## SOURCE DATA

· · · ·

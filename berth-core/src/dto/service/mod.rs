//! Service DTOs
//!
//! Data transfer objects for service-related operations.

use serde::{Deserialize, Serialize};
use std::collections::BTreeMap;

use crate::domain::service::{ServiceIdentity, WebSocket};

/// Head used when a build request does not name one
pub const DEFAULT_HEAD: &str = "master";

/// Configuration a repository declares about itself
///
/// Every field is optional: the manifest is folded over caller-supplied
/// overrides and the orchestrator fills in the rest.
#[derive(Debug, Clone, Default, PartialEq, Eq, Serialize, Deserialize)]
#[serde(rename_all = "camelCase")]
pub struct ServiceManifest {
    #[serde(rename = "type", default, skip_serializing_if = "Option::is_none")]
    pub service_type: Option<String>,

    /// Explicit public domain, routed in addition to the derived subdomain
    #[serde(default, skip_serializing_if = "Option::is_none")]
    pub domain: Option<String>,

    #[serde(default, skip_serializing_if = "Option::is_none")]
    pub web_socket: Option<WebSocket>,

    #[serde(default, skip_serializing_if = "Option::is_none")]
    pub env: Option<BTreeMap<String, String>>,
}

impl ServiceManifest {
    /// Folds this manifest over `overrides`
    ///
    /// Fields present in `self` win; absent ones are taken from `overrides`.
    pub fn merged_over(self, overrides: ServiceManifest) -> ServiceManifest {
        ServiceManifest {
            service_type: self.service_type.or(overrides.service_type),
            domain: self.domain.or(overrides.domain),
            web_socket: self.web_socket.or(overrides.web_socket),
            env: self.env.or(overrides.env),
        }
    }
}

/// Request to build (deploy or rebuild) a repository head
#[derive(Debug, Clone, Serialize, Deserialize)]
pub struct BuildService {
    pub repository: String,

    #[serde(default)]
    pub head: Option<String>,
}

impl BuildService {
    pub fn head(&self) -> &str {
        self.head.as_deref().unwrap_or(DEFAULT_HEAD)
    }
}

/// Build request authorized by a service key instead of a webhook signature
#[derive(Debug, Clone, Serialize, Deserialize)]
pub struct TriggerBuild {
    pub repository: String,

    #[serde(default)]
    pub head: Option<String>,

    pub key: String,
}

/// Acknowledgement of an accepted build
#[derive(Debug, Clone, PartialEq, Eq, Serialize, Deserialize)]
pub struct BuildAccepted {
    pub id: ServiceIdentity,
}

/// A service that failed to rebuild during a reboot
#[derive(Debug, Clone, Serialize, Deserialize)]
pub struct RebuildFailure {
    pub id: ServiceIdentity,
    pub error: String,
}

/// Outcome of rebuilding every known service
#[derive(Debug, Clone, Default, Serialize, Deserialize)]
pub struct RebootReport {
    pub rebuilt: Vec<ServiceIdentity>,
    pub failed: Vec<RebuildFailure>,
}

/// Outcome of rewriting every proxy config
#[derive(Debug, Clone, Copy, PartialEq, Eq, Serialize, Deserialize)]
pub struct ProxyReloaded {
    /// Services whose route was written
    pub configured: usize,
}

· · · ·

Only lines containing the word "struct" should appear in the answer, and every such line from the records above must be there.

## OUTPUT OF THE TASK
pub struct ServiceManifest {
pub struct BuildService {
pub struct TriggerBuild {
pub struct BuildAccepted {
pub struct RebuildFailure {
pub struct RebootReport {
pub struct ProxyReloaded {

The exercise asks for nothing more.